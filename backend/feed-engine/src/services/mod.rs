pub mod polling;
pub mod presence;
pub mod ranking;

pub use polling::{
    AdaptivePoller, AppLifecycle, AppState, AppStateChannel, FeedFetcher, PollerState,
};
pub use presence::{online_status, OnlineStatus};
pub use ranking::{PostScorer, RankingError};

» Exercise prompt: Every entry above must be copied exactly.

» Task answer:
filename backend/feed-engine/src/services/mod.rs
pub mod polling;
pub mod presence;
pub mod ranking;

pub use polling::{
    AdaptivePoller, AppLifecycle, AppState, AppStateChannel, FeedFetcher, PollerState,
};
pub use presence::{online_status, OnlineStatus};
pub use ranking::{PostScorer, RankingError};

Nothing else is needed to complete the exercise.